Although realistically we only need a tiny fraction of the hydrogen.
stouset
On the plus side if we use up all the oxygen, we’ll have solved the problem of burning fossil fuels producing CO2!
shiroiushi
If we use up all the oxygen, we'll have solved every social or political problem that currently plagues humanity. I think it's a good strategy.
dmichulke
FWIW, I consider extinction avoidance also a political problem
selimthegrim
This is like the Bojack Horseman prescription to solve America’s gun problem (Watch the show, I won’t spoil it)
m3047
Purple Earth hypothesis. The first (AFAWK) photosynthetic critters were cyanobacteria. They produced enough oxygen to kill off everything which couldn't withstand its reductive effects. Oxygen levels have been much higher than they are today, presumably this is what made e.g. 6 foot centipedes a possibility.
shwouchk
If siblings are to be believed, there is nothing we can do about it aside from being very careful not to release the hydrogen into the atmosphere (at which point it will “burn” whether we want to or not)
hgomersall
Closer to 10^15 tonnes, so a few orders of magnitude out.
blindriver
If the hydrogen gas escaped and left the atmosphere, would it affect the orbit around the sun, possibly causing the Earth to cool too much?
tzs
I'd expect not, for 2 reasons.
• I can't think offhand of any mechanism by which it would escape in some preferred direction. I'd expect to be pretty much evenly spread in all directions, so any effects on the orbit of what remains caused by the hydrogen leaving in any particular direction would be cancelled out by the effects of hydrogen leaving in the opposite direction.

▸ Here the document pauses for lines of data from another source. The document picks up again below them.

use bevy::prelude::*;
use bevy::window::PrimaryWindow;

use crate::engine::systems::frame_fault::FrameFault;

/// Logical size of the primary window.
#[derive(Resource, Debug, Clone, Copy, PartialEq)]
pub struct ViewportSize {
    pub width: f32,
    pub height: f32,
}

impl Default for ViewportSize {
    fn default() -> Self {
        Self {
            width: 1280.0,
            height: 720.0,
        }
    }
}

/// Follow window resizes. The layout is deliberately left as it was.
pub fn track_viewport_size(
    windows: Query<&Window, With<PrimaryWindow>>,
    mut viewport: ResMut<ViewportSize>,
) -> Result<(), FrameFault> {
    let window = windows.single().map_err(|_| FrameFault::MissingWindow)?;
    let size = ViewportSize {
        width: window.width(),
        height: window.height(),
    };

    if *viewport != size {
        debug!("Viewport resized to {}x{}", size.width, size.height);
        *viewport = size;
    }
    Ok(())
}
/// Send serialized message to parent window (host page).
fn send_message_to_parent<T: Serialize>(message: &T) {
    #[cfg(target_arch = "wasm32")]
    {
        match serde_json::to_string(message) {
            Ok(json) => {
                if let Some(window) = window() {
                    if let Some(parent) = window.parent().ok().flatten() {
                        // Top-level page: the parent is this window and our own listener would receive it.
                        if parent == window {
                            return;
                        }
                        if let Err(e) = parent.post_message(&JsValue::from_str(&json), "*") {
                            error!("Failed to send message to parent: {:?}", e);
                        }
                    } else {
                        warn!("No parent window available for message transmission");
                    }
                } else {
                    error!("Window object not available");
                }
            }
            Err(e) => {
                error!("Failed to serialize message: {}", e);
            }
        }
    }

    #[cfg(not(target_arch = "wasm32"))]
    {
        // No-op for non-WASM targets.
        let _ = message;
    }
}
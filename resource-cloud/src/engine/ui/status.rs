use bevy::prelude::*;

use crate::engine::loading::status::DataSourceStatus;

#[cfg(not(target_arch = "wasm32"))]
use crate::engine::camera::viewport_camera::ResetCameraEvent;

#[derive(Component)]
pub struct LoadingNotice;

#[derive(Component)]
pub struct ErrorNotice;

#[derive(Component)]
pub struct ErrorText;

#[derive(Component)]
pub struct ResetViewButton;

const ERROR_RED: Color = Color::srgb(0.86, 0.15, 0.15);
const ERROR_RED_HOVER: Color = Color::srgb(0.74, 0.11, 0.11);

/// Top-left notices for the data source. Neither captures scene input.
pub fn spawn_status_overlay(mut commands: Commands) {
    commands
        .spawn((
            Name::new("StatusOverlay"),
            Node {
                position_type: PositionType::Absolute,
                left: Val::Px(16.0),
                top: Val::Px(16.0),
                display: Display::Flex,
                flex_direction: FlexDirection::Column,
                row_gap: Val::Px(8.0),
                ..default()
            },
        ))
        .with_children(|overlay| {
            overlay
                .spawn((
                    LoadingNotice,
                    BackgroundColor(Color::srgb(0.23, 0.51, 0.96)),
                    Node {
                        padding: UiRect::axes(Val::Px(16.0), Val::Px(8.0)),
                        ..default()
                    },
                    Visibility::Hidden,
                ))
                .with_children(|notice| {
                    notice.spawn((
                        Text::new("Loading CSV..."),
                        TextFont {
                            font_size: 14.0,
                            ..default()
                        },
                        TextColor(Color::WHITE),
                    ));
                });

            overlay
                .spawn((
                    ErrorNotice,
                    Button,
                    BackgroundColor(ERROR_RED),
                    Node {
                        padding: UiRect::axes(Val::Px(16.0), Val::Px(8.0)),
                        max_width: Val::Px(420.0),
                        display: Display::Flex,
                        flex_direction: FlexDirection::Column,
                        ..default()
                    },
                    Visibility::Hidden,
                ))
                .with_children(|notice| {
                    notice.spawn((
                        ErrorText,
                        Text::new(""),
                        TextFont {
                            font_size: 14.0,
                            ..default()
                        },
                        TextColor(Color::WHITE),
                    ));
                    notice.spawn((
                        Text::new("Click to dismiss"),
                        TextFont {
                            font_size: 10.0,
                            ..default()
                        },
                        TextColor(Color::srgba(1.0, 1.0, 1.0, 0.8)),
                    ));
                });
        });
}

pub fn update_status_overlay(
    status: Res<DataSourceStatus>,
    mut loading: Query<&mut Visibility, (With<LoadingNotice>, Without<ErrorNotice>)>,
    mut error: Query<&mut Visibility, (With<ErrorNotice>, Without<LoadingNotice>)>,
    mut error_text: Query<&mut Text, With<ErrorText>>,
) {
    if !status.is_changed() {
        return;
    }

    let shown = |visible: bool| {
        if visible {
            Visibility::Inherited
        } else {
            Visibility::Hidden
        }
    };

    for mut visibility in &mut loading {
        *visibility = shown(status.is_loading());
    }

    let message = status.visible_error();
    for mut visibility in &mut error {
        *visibility = shown(message.is_some());
    }
    if let Some(message) = message {
        for mut text in &mut error_text {
            text.0 = message.to_string();
        }
    }
}

pub fn dismiss_error_notice(
    mut q: Query<(&Interaction, &mut BackgroundColor), (Changed<Interaction>, With<ErrorNotice>)>,
    mut status: ResMut<DataSourceStatus>,
) {
    for (interaction, mut bg) in &mut q {
        match *interaction {
            Interaction::Pressed => {
                info!("Data source error dismissed");
                status.dismiss();
            }
            Interaction::Hovered => *bg = BackgroundColor(ERROR_RED_HOVER),
            Interaction::None => *bg = BackgroundColor(ERROR_RED),
        }
    }
}

#[cfg(not(target_arch = "wasm32"))]
pub fn spawn_reset_view_button(mut commands: Commands) {
    commands
        .spawn((
            ResetViewButton,
            Button,
            Name::new("ResetViewButton"),
            BackgroundColor(Color::srgb(0.22, 0.24, 0.28)),
            BorderColor(Color::srgba(0.0, 0.0, 0.0, 0.25)),
            Node {
                position_type: PositionType::Absolute,
                right: Val::Px(16.0),
                top: Val::Px(16.0),
                padding: UiRect::axes(Val::Px(14.0), Val::Px(8.0)),
                border: UiRect::all(Val::Px(1.0)),
                ..default()
            },
        ))
        .with_children(|btn| {
            btn.spawn((
                Text::new("Reset View"),
                TextFont {
                    font_size: 14.0,
                    ..default()
                },
                TextColor(Color::WHITE),
            ));
        });
}

#[cfg(not(target_arch = "wasm32"))]
pub fn reset_view_button_interaction(
    mut q: Query<(&Interaction, &mut BackgroundColor), (Changed<Interaction>, With<ResetViewButton>)>,
    mut reset_events: EventWriter<ResetCameraEvent>,
) {
    for (interaction, mut bg) in &mut q {
        match *interaction {
            Interaction::Pressed => {
                reset_events.write(ResetCameraEvent);
                *bg = BackgroundColor(Color::srgb(0.18, 0.20, 0.24));
            }
            Interaction::Hovered => *bg = BackgroundColor(Color::srgb(0.26, 0.28, 0.32)),
            Interaction::None => *bg = BackgroundColor(Color::srgb(0.22, 0.24, 0.28)),
        }
    }
}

• We are talking about 5.6 x 10^12 tons of hydrogen. The mass of the Earth is 5.972 x 10^21 tons. The mass of the hydrogen is about 1 billionth the mass of Earth. That's about the ratio of the mass of a grain of rice to the mass of the International Space Station.
Tossing that small of mass away, even if it was all in one direction, is not going to do anything significant to your orbit unless you tossed it away with very very very high velocity. A naive calculation just using Newtonian mechanics suggests it would have to be much faster than the speed of light to carry enough momentum away to matter. I'll leave it to others to figure out what fraction of the speed of light it would have to be going to have equivalent momentum.
Someone
> I can't think offhand of any mechanism by which it would escape in some preferred direction.
I think the sun’s heat would give it a slight preference to escape from the sunny side of earth.
hollerith
No because the escaping gas would on average have the same velocity as the (lighter) Earth does.
ngcc_hk
If two mass separated, it will affect their velocity.
But does this hydrogen escapee like a rocket gas. Or it is just a restructure or a bit move of CoG.
One also note if it not too fast escape as earth rotate the overall effect depend upon the uniformity of the “escape” as the net effect can be zero or more depends upon its location on earth. Mostly as it is not align with the tangent of travel, it will affect.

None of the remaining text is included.